Alors qu'on attend aujourd'hui l'arrivée de Vaval, un autre carnaval fait de plus en plus de victimes innocentes : après Philippe Gros, assassiné en novembre 2005 sur l'Approuague, un gendarme vient de payer de sa vie le cruel manque de moyens donnés aux forces de l'ordre pour lutter contre l'orpaillage clandestin. Selon Radio-Guyane, au journal de 13 heures, hier sur la Mana, deux gendarmes montés à bord d'une pirogue chargée de produits illicites et conduite par un clandestin se sont retrouvés à l'eau après que le piroguier ait fait volontairement chavirer la pirogue pour échapper au contrôle. Mais si un des deux gendarmes a pu regagner la rive, le deuxième a été retrouvé sans vie ce matin. Ironie du sort, l'adjudant Claverie avait le même âge que Phlippe Gros : 39 ans. Il dirigeait la brigade de Mana. Le piroguier s'est évanoui dans la nature. Tristement prémonitoire,
le récit de Samuel Douarre, paru ici même, nous en dit plus sur les misérables moyens donnés aux gendarmes - en formation et en matériel - face au savoir-faire des clandestins.
Reste à savoir maintenant si le ministre de l'intérieur rendra hommage aux citoyens - civils et militaire - victimes de l'orpaillage (et de l'incurie des pouvoirs publics), comme il s'applique si bien à le faire avec ostentation pour les hommes du feu. C'est pourtant ce qu'ont demandé les amis de Philippe Gros dans des lettres adressées au ministre de l'intérieur et au préfet de Guyane :
Lettre au préfet de Guyane (extraits) : «
Le 8 décembre dernier, à Lozanne dans le Rhône, a été inhumé Philippe Gros, assassiné le 19 Novembre au bord du fleuve Approuague.Nombreux sont ceux qui sont venus lui rendre un dernier hommage, il était mon ami, pour d'autres c'était un fils, un frère, et tous, nous nous posons les mêmes questions.Pourquoi, la presse Guyanaise a t-elle traité ce crime de façon à laisser entendre qu'il s'agissait d'un règlement de comptes entre malfrats ?Pourquoi, la compagne de Philippe n'a t-elle pas eu le droit de diffuser une information plus proche de la vérité ?Car la réalité, monsieur le préfet, est bien différente de ce qui a pu etre relaté dans France-Guyane ou sur les ondes de RFO et je ne pense pas vous l'apprendre.Philippe, qui vivait depuis quelques années au bord de l'Approuague, subissait les désagréments liés à la présence des orpailleurs clandestins. Connaissant parfaitement le fleuve, il a commencé à coopérer avec la gendarmerie de Régina, en leur fournissant, dans un premier temps, des renseignements relatifs aux positions des campements d'orpailleurs.Assez rapidement, son courage et ses talents de piroguier, lui ont permis d'être intégré à des escadrons de gendarmerie dans des opérations d'assauts contre des camps qu'il avait repérés lors de reconnaissances qu'il effectuait seul. »
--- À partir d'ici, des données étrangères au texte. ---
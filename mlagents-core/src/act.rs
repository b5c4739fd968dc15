use std::fmt::Debug;

/// A set of actions taken by agents.
pub trait Act: Clone + Debug {
    /// Returns the number of actions in the object.
    fn len(&self) -> usize;

    /// Returns `true` if the object holds no actions.
    fn is_empty(&self) -> bool {
        self.len() == 0
    }
}
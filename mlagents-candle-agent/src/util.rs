//! Conversions between [`Tensor`] and host arrays.
use anyhow::{bail, Result};
use candle_core::{DType, Device, Tensor, WithDType};
use mlagents_core::BufferArray;
use ndarray::ArrayD;
use num_traits::AsPrimitive;
use std::convert::TryFrom;

/// Converts [`ndarray::ArrayD`] to [`Tensor`], keeping the shape of the array.
pub fn arrayd_to_tensor<T1, T2>(a: ArrayD<T1>, add_batch_dim: bool) -> Result<Tensor>
where
    T1: AsPrimitive<T2>,
    T2: WithDType,
{
    let shape = a.shape().to_vec();
    let v = a.iter().map(|e| e.as_()).collect::<Vec<_>>();
    let t: Tensor = TryFrom::<Vec<T2>>::try_from(v)?;
    let t = t.reshape(shape)?;

    match add_batch_dim {
        true => Ok(t.unsqueeze(0)?),
        false => Ok(t),
    }
}

/// Converts [`Tensor`] to [`ndarray::ArrayD`].
///
/// The tensor is detached before its values are copied to the host.
pub fn tensor_to_arrayd<T>(t: Tensor, delete_batch_dim: bool) -> Result<ArrayD<T>>
where
    T: WithDType,
{
    let shape = match delete_batch_dim {
        false => t.dims()[..].to_vec(),
        true => t.dims()[1..].to_vec(),
    };
    let v: Vec<T> = t.detach().flatten_all()?.to_vec1()?;

    Ok(ndarray::Array1::<T>::from(v).into_shape(ndarray::IxDyn(&shape))?)
}

/// Converts an array of a flat buffer to a [`Tensor`] on `device`.
///
/// The element type of the tensor is `F32` unless `dtype` overrides it with
/// `F32` or `I64`.
pub fn buffer_array_to_tensor(
    a: &BufferArray,
    dtype: Option<DType>,
    device: &Device,
) -> Result<Tensor> {
    let t = match dtype.unwrap_or(DType::F32) {
        DType::F32 => arrayd_to_tensor::<f32, f32>(a.to_f32(), false)?,
        DType::I64 => arrayd_to_tensor::<i64, i64>(a.to_i64(), false)?,
        dtype => bail!("Unsupported dtype for buffer array: {:?}", dtype),
    };
    Ok(t.to_device(device)?)
}
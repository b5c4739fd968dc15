//! Description of an action space.
use crate::{error::MlagentsError, ActionTuple};
use anyhow::Result;
use log::debug;
use ndarray::{ArrayD, IxDyn};
use serde::{Deserialize, Serialize};
use std::{
    fs::File,
    io::{BufReader, Write},
    path::Path,
};

/// Action space of an agent.
///
/// An action space has `continuous_size` real-valued components and one
/// categorical branch per entry of `discrete_branches`, whose value is the
/// number of choices of the branch. Either part may be empty.
///
/// ```
/// use mlagents_core::ActionSpec;
///
/// let spec = ActionSpec::default().continuous_size(2).discrete_branches(vec![3, 2]);
/// assert_eq!(spec.discrete_size(), 2);
/// assert_eq!(spec.total_size(), 7);
/// ```
#[derive(Debug, Deserialize, Serialize, PartialEq, Eq, Clone, Default)]
pub struct ActionSpec {
    /// Number of continuous action components.
    #[serde(default)]
    pub continuous_size: usize,

    /// Number of choices of each discrete branch.
    #[serde(default)]
    pub discrete_branches: Vec<usize>,
}

impl ActionSpec {
    /// Constructs an action spec.
    pub fn new(continuous_size: usize, discrete_branches: Vec<usize>) -> Self {
        Self {
            continuous_size,
            discrete_branches,
        }
    }

    /// Constructs a purely continuous action spec.
    pub fn continuous(continuous_size: usize) -> Self {
        Self::new(continuous_size, vec![])
    }

    /// Constructs a purely discrete action spec.
    pub fn discrete(discrete_branches: Vec<usize>) -> Self {
        Self::new(0, discrete_branches)
    }

    /// Sets the number of continuous action components.
    pub fn continuous_size(mut self, v: usize) -> Self {
        self.continuous_size = v;
        self
    }

    /// Sets the sizes of the discrete branches.
    pub fn discrete_branches(mut self, v: Vec<usize>) -> Self {
        self.discrete_branches = v;
        self
    }

    /// Returns `true` if the space has only continuous actions.
    pub fn is_continuous(&self) -> bool {
        self.continuous_size > 0 && self.discrete_branches.is_empty()
    }

    /// Returns `true` if the space has only discrete actions.
    pub fn is_discrete(&self) -> bool {
        self.continuous_size == 0 && !self.discrete_branches.is_empty()
    }

    /// Returns the number of discrete branches.
    pub fn discrete_size(&self) -> usize {
        self.discrete_branches.len()
    }

    /// Width of an action whose discrete branches are one-hot encoded.
    pub fn total_size(&self) -> usize {
        self.continuous_size + self.discrete_branches.iter().sum::<usize>()
    }

    /// Checks that every discrete branch has at least one choice.
    pub fn validate(&self) -> Result<(), MlagentsError> {
        if let Some(i) = self.discrete_branches.iter().position(|&n| n == 0) {
            return Err(MlagentsError::InvalidActionSpec(format!(
                "discrete branch {} has no choices",
                i
            )));
        }
        Ok(())
    }

    /// Returns zero actions for `n_agents` agents.
    pub fn empty_action(&self, n_agents: usize) -> ActionTuple {
        ActionTuple {
            continuous: ArrayD::zeros(IxDyn(&[n_agents, self.continuous_size])),
            discrete: ArrayD::zeros(IxDyn(&[n_agents, self.discrete_size()])),
        }
    }

    /// Samples uniformly random actions for `n_agents` agents.
    ///
    /// Continuous components are drawn from `[-1, 1)` and every discrete
    /// branch from `[0, branch_size)`.
    pub fn random_action(&self, n_agents: usize, seed: u64) -> Result<ActionTuple> {
        self.validate()?;
        let rng = fastrand::Rng::with_seed(seed);

        let continuous = (0..n_agents * self.continuous_size)
            .map(|_| rng.f32() * 2.0 - 1.0)
            .collect::<Vec<_>>();
        let continuous =
            ArrayD::from_shape_vec(IxDyn(&[n_agents, self.continuous_size]), continuous)?;

        let discrete = (0..n_agents)
            .flat_map(|_| {
                self.discrete_branches
                    .iter()
                    .map(|&n| rng.i32(0..n as i32))
                    .collect::<Vec<_>>()
            })
            .collect::<Vec<_>>();
        let discrete = ArrayD::from_shape_vec(IxDyn(&[n_agents, self.discrete_size()]), discrete)?;

        Ok(ActionTuple {
            continuous,
            discrete,
        })
    }

    /// Loads the action spec from a YAML file.
    pub fn load(path: impl AsRef<Path>) -> Result<Self> {
        let path_ = path.as_ref().to_owned();
        let file = File::open(path)?;
        let rdr = BufReader::new(file);
        let spec: Self = serde_yaml::from_reader(rdr)?;
        spec.validate()?;
        debug!("Loaded action spec from {:?}", path_);
        Ok(spec)
    }

    /// Saves the action spec as a YAML file.
    pub fn save(&self, path: impl AsRef<Path>) -> Result<()> {
        let path_ = path.as_ref().to_owned();
        let mut file = File::create(path)?;
        file.write_all(serde_yaml::to_string(&self)?.as_bytes())?;
        debug!("Saved action spec to {:?}", path_);
        Ok(())
    }
}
Lettre au ministre de l'intérieur (extraits) : «
Le jour de son assassinat, il avait aidé à ramener à Régina un stock important de carburant qu'il avait découvert dans la forêt, carburant destiné à alimenter des machines d'orpaillage.Depuis plusieurs semaines, il savait que sa vie était menacée, la rumeur d'un "contrat sur sa tête" lui était parvenue. En dépit de celà, Philippe est resté et a continué à lutter contre ceux qu'il gênait.Aujourd'hui, il est mort, et plus personne ne semble se rappeler les services qu'il a rendus, les gendarmes de Régina admettent qu'il participait aux raids avec eux, mais la hiérarchie refuse de confirmer quoi que ce soit.Philippe était "bénévole"il n'a jamais été payé pour ses actions et l'argent n'est en aucun cas le motif de cette lettre. Ce que veulent ses parents et ses proches, c'est d'une part la vérité sur ce qui s'est réellement passé ce 19 novembre, et d'autre part, que l'état reconnaisse son implication dans les opérations de gendarmerie, Philippe a perdu la vie, rendez lui sa dignité.»
Entre l'empoisonnement des populations, la destruction de l'environnement, la corruption de la société (mais où sont passés les dossiers ?) et maintenant le sacrifice des citoyens, les masques du carnaval de l'orpaillage deviennent de plus en plus douloureux.